LOOKUPS – LOOKUP TABLE FILES ( PART – 1 )
A lookup table or file is one of the most important portions in Splunk, which is mainly use for mapping of fields and field-values. Splunk Lookup helps us in adding a complete new field, from an external source based on the value that matches your field in the event data. Basically it enriches our data by adding some externals data.
Let’s take an example, Suppose you have “emp_name” and “age” in your index but you don’t have “country” name of all employees, but you have a csv file where all the “country” and “emp_name” are stored, so in that case you can use that csv file as lookup file to add “country” in your Splunk result where we will use “emp_name” field as a mapping field because that is the common field we have in both the places.
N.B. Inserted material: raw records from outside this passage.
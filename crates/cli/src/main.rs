mod cli;
mod sink;

use anyhow::Context;
use remoteplay_core::device_store::InMemoryDeviceStore;
use remoteplay_core::session::{RemoteSession, SessionState, StartParams};
use remoteplay_protocol::RemotePlayConfig;
use sink::DemoSink;
use std::sync::Arc;
use tracing::{error, info};

#[tokio::main]
async fn main() -> anyhow::Result<()> {
    tracing_subscriber::fmt()
        .with_env_filter(
            tracing_subscriber::EnvFilter::try_from_default_env().unwrap_or_else(|_| tracing_subscriber::EnvFilter::new("info")),
        )
        .init();

    let args = cli::parse_args()?;

    let config = match std::fs::read_to_string(&args.config_path) {
        Ok(raw) => toml::from_str::<RemotePlayConfig>(&raw).context("parsing config file")?,
        Err(_) => {
            info!(path = %args.config_path, "no config file found, using defaults");
            RemotePlayConfig::default()
        }
    };
    if let Err(issues) = config.validate() {
        for issue in &issues {
            error!("{issue}");
        }
        anyhow::bail!("invalid configuration");
    }

    let device_store = Arc::new(InMemoryDeviceStore::new());
    let sink = Arc::new(DemoSink::new(args.dump_video_dir));
    let session = Arc::new(RemoteSession::new(config, device_store, sink));

    let params = StartParams {
        host_ip: args.host_ip,
        device_id: args.device_id,
        wake_credential: args.wake_credential,
        psn_account_id_base64: args.psn_account_id,
        pin: args.pin,
    };

    info!(host = %params.host_ip, device_id = %params.device_id, "starting session");
    if let Err(e) = session.start(params).await {
        error!(error = %e, kind = ?e.kind(), "session failed to start");
        return Err(e.into());
    }
    info!("session ready");

    // Drive the session until the process is interrupted or it leaves
    // Ready on its own (e.g. a heartbeat stall transitions to Failed).
    loop {
        tokio::select! {
            _ = tokio::signal::ctrl_c() => {
                info!("ctrl-c received, stopping session");
                session.stop().await;
                break;
            }
            _ = tokio::time::sleep(std::time::Duration::from_secs(1)) => {
                if !matches!(session.state().await, SessionState::Ready) {
                    info!(state = ?session.state().await, "session left Ready, exiting");
                    break;
                }
            }
        }
    }

    Ok(())
}
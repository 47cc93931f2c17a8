//! C1-C9: the console-facing half of the Remote Play bridge.
//!
//! Every module here corresponds to one subsystem from the design doc --
//! crypto primitives, discovery, wake, registration, session handshake,
//! takion transport, media pipeline, feedback channel, and the orchestrator
//! that binds them behind a single `RemoteSession` handle. The browser-facing
//! side (WebRTC signaling, the device database, the web UI) lives outside
//! this crate; it only sees the `AVSink`, `InputSource`, and `DeviceStore`
//! trait boundaries.

pub mod av_sink;
pub mod crypto;
pub mod device_store;
pub mod discovery;
pub mod feedback_channel;
pub mod handshake;
pub mod http_lite;
pub mod input_source;
pub mod media_pipeline;
pub mod registration;
pub mod session;
pub mod takion;
pub mod wake;

pub use av_sink::{AVSink, StreamStats};
pub use device_store::{DeviceStore, DeviceStoreError, InMemoryDeviceStore};
pub use feedback_channel::FeedbackHandle;
pub use input_source::InputSource;
pub use media_pipeline::MediaPipeline;
pub use session::{FailureKind, RemoteSession, SessionError, SessionState, StartParams};
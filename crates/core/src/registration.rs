//! Registration (C4): the one-shot encrypted HTTP exchange that turns a PIN
//! and a PSN account id into a durable `(rp_key, rp_key_type, regist_key,
//! host_nonce)` credential tuple.

use crate::crypto::CtrKeystream;
use crate::http_lite::{HttpLiteError, read_response, send_request};
use base64::Engine;
use base64::engine::general_purpose::STANDARD as BASE64;
use rand::RngCore;
use remoteplay_protocol::{DeviceRecord, HostType, RegistrationConfig};
use std::collections::HashMap;
use std::net::IpAddr;
use thiserror::Error;
use tokio::net::TcpStream;
use tracing::{debug, warn};

#[derive(Debug, Error)]
pub enum RegistrationError {
    #[error("network error talking to console: {0}")]
    Network(#[from] HttpLiteError),
    #[error("console rejected registration (HTTP {0}), check PIN")]
    Rejected(u16),
    #[error("response failed to decrypt/parse as a valid header block")]
    Corrupt,
    #[error("response missing required field: {0}")]
    Malformed(&'static str),
    #[error("PIN must be exactly 8 ASCII digits, got {0:?}")]
    InvalidPin(String),
    #[error("account id is not valid base64: {0}")]
    InvalidAccountId(String),
}

/// Result of a successful registration exchange (§4.4 output).
#[derive(Debug, Clone, PartialEq, Eq)]
pub struct RegistrationOutput {
    pub rp_key: String,
    pub rp_key_type: u8,
    pub regist_key: String,
    pub host_nonce: [u8; 8],
}

/// Validate the PIN is exactly 8 ASCII digit characters. Critically this
/// never round-trips through an integer type -- `"00001234"` must stay
/// eight distinct characters, not collapse to `1234` (§4.4, §8 boundary).
fn validate_pin(pin: &str) -> Result<(), RegistrationError> {
    if pin.len() == 8 && pin.bytes().all(|b| b.is_ascii_digit()) {
        Ok(())
    } else {
        Err(RegistrationError::InvalidPin(pin.to_string()))
    }
}

/// Fixed per-`HostType` AES-ECB key used as step two of the PIN-derived
/// cipher key schedule (§4.4 step 1: "a documented XOR/ECB schedule").
fn host_type_schedule_key(host_type: HostType) -> [u8; 16] {
    match host_type {
        HostType::PS4 => *b"RP-REGIST-PS4-K\0",
        HostType::PS5 => *b"RP-REGIST-PS5-K\0",
    }
}

/// XOR constant applied to the zero-padded PIN bytes before the ECB step.
const PIN_XOR_CONST: [u8; 16] = [
    0x5C, 0xA1, 0x3E, 0x7D, 0x90, 0x21, 0x4F, 0x88, 0x1B, 0xD6, 0x62, 0xF3, 0xA8, 0x09, 0x77, 0xEE,
];

fn xor16(a: &[u8; 16], b: &[u8; 16]) -> [u8; 16] {
    let mut out = [0u8; 16];
    for i in 0..16 {
        out[i] = a[i] ^ b[i];
    }
    out
}

/// Derive the 16-byte AES-CTR key used for both the request and response
/// bodies, per §4.4 step 1.
pub fn regist_cipher_key(pin: &str, host_type: HostType) -> [u8; 16] {
    let mut pin_block = [0u8; 16];
    pin_block[0..8].copy_from_slice(pin.as_bytes());
    let xored = xor16(&pin_block, &PIN_XOR_CONST);

    use aes::Aes128;
    use aes::cipher::{BlockEncrypt, KeyInit, generic_array::GenericArray};
    let cipher = Aes128::new(GenericArray::from_slice(&host_type_schedule_key(host_type)));
    let mut block = GenericArray::clone_from_slice(&xored);
    cipher.encrypt_block(&mut block);
    block.into()
}

/// Build the plaintext body: a length-prefixed `(client_type, np_account_id,
/// counter)` record, documented here since the spec leaves the exact byte
/// layout of the "HTTP-style body" unspecified beyond its three fields.
fn build_plaintext_body(np_account_id: &[u8], counter: [u8; 8]) -> Vec<u8> {
    const CLIENT_TYPE: &[u8] = b"Windows";
    let mut body = Vec::with_capacity(2 + CLIENT_TYPE.len() + np_account_id.len() + 8);
    body.push(CLIENT_TYPE.len() as u8);
    body.extend_from_slice(CLIENT_TYPE);
    body.push(np_account_id.len() as u8);
    body.extend_from_slice(np_account_id);
    body.extend_from_slice(&counter);
    body
}

const REGIST_HEADER_LEN: usize = 16;

fn build_request_header(rp_version_ignored_counter_placeholder: u16, nonce: [u8; 8]) -> [u8; REGIST_HEADER_LEN] {
    let mut header = [0u8; REGIST_HEADER_LEN];
    header[0..2].copy_from_slice(&rp_version_ignored_counter_placeholder.to_be_bytes());
    header[2..10].copy_from_slice(&nonce);
    header
}

fn ctr_blocks_for_len(len: usize) -> u64 {
    ((len + 15) / 16) as u64
}

/// Parse a decrypted registration response body as `key:value` lines,
/// mirroring the header-block shape used by discovery (§4.4 step 5).
fn parse_response_fields(plain: &[u8]) -> Result<HashMap<String, String>, RegistrationError> {
    let text = std::str::from_utf8(plain).map_err(|_| RegistrationError::Corrupt)?;
    let mut fields = HashMap::new();
    for line in text.split(['\n', '\0']) {
        let line = line.trim();
        if line.is_empty() {
            continue;
        }
        let (key, value) = line.split_once(':').ok_or(RegistrationError::Corrupt)?;
        fields.insert(key.trim().to_string(), value.trim().to_string());
    }
    if fields.is_empty() {
        return Err(RegistrationError::Corrupt);
    }
    Ok(fields)
}

/// Run the full registration exchange against a live console.
pub async fn register(
    host_ip: IpAddr,
    host_type: HostType,
    psn_account_id_base64: &str,
    pin: &str,
    config: &RegistrationConfig,
) -> Result<RegistrationOutput, RegistrationError> {
    validate_pin(pin)?;
    let np_account_id = BASE64
        .decode(psn_account_id_base64)
        .map_err(|e| RegistrationError::InvalidAccountId(e.to_string()))?;

    let key = regist_cipher_key(pin, host_type);
    let mut nonce = [0u8; 8];
    rand::thread_rng().fill_bytes(&mut nonce);
    let mut counter_field = [0u8; 8];
    rand::thread_rng().fill_bytes(&mut counter_field);

    let mut plaintext = build_plaintext_body(&np_account_id, counter_field);
    let mut cipher = CtrKeystream::new(&key, nonce, 0);
    cipher.apply_keystream(&mut plaintext);
    let ciphertext = plaintext;

    let header = build_request_header(0, nonce);
    let mut body = Vec::with_capacity(REGIST_HEADER_LEN + ciphertext.len());
    body.extend_from_slice(&header);
    body.extend_from_slice(&ciphertext);

    let port = match host_type {
        HostType::PS4 => config.ps4_port,
        HostType::PS5 => config.ps5_port,
    };
    let rp_version = match host_type {
        HostType::PS4 => &config.rp_version_ps4,
        HostType::PS5 => &config.rp_version_ps5,
    };

    let connect_result = tokio::time::timeout(
        std::time::Duration::from_millis(config.http_timeout_ms),
        TcpStream::connect((host_ip, port)),
    )
    .await;
    let mut stream = match connect_result {
        Ok(Ok(stream)) => stream,
        Ok(Err(e)) => return Err(HttpLiteError::Io(e).into()),
        Err(_) => return Err(HttpLiteError::Io(std::io::Error::new(std::io::ErrorKind::TimedOut, "registration connect timed out")).into()),
    };

    send_request(
        &mut stream,
        "POST /sce/rp/regist HTTP/1.1",
        &[("RP-Version", rp_version.clone())],
        &body,
    )
    .await?;

    let response = read_response(&mut stream).await?;
    if response.status != 200 {
        warn!(status = response.status, "registration rejected by console");
        return Err(RegistrationError::Rejected(response.status));
    }

    let request_blocks = ctr_blocks_for_len(ciphertext.len());
    let mut response_plain = response.body;
    let mut response_cipher = CtrKeystream::new(&key, nonce, request_blocks);
    response_cipher.apply_keystream(&mut response_plain);

    let fields = parse_response_fields(&response_plain)?;
    let rp_key = fields
        .get("RP-Key")
        .ok_or(RegistrationError::Malformed("RP-Key"))?
        .clone();
    let rp_key_type: u8 = fields
        .get("RP-KeyType")
        .ok_or(RegistrationError::Malformed("RP-KeyType"))?
        .parse()
        .map_err(|_| RegistrationError::Malformed("RP-KeyType"))?;
    let regist_key = fields
        .get("RP-RegistKey")
        .ok_or(RegistrationError::Malformed("RP-RegistKey"))?
        .clone();

    debug!(server_type = ?fields.get("RP-Server-Type"), "registration succeeded");

    Ok(RegistrationOutput {
        rp_key,
        rp_key_type,
        regist_key,
        host_nonce: nonce,
    })
}

/// Fold a successful `RegistrationOutput` into a `DeviceRecord` ready for the
/// external device store (§4.4 step 6).
pub fn apply_registration_output(record: &mut DeviceRecord, output: &RegistrationOutput) {
    record.rp_key = Some(output.rp_key.clone());
    record.rp_key_type = Some(output.rp_key_type);
    record.regist_key = Some(output.regist_key.clone());
}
Creating a lookup file in Splunk:
At first we will start with creating a lookup file in Splunk. Suppose we have a csv file which consist two field, “status_code” and “status_information” it’s basically giving us all HTTP response status codes like 402 is for “Payment Required”, 403 is for “Forbidden” and 404 is for “Page Not Found” etc.
Log in to your Splunk instance with your credentials.
Then go to the Settings and click on Lookups
Then click on Lookup table files and New Lookup Table file.
Then it will open the dialog box to upload the lookup file. Fill the all mandatory fields as shown.
Destination app : <app name> Upload a lookup file : <select the file from your system which you want to upload> Destination filename : <name of the lookup file which will be saved as by that name in Splunk>
And Save it.
In this way you can upload any lookup file in Splunk.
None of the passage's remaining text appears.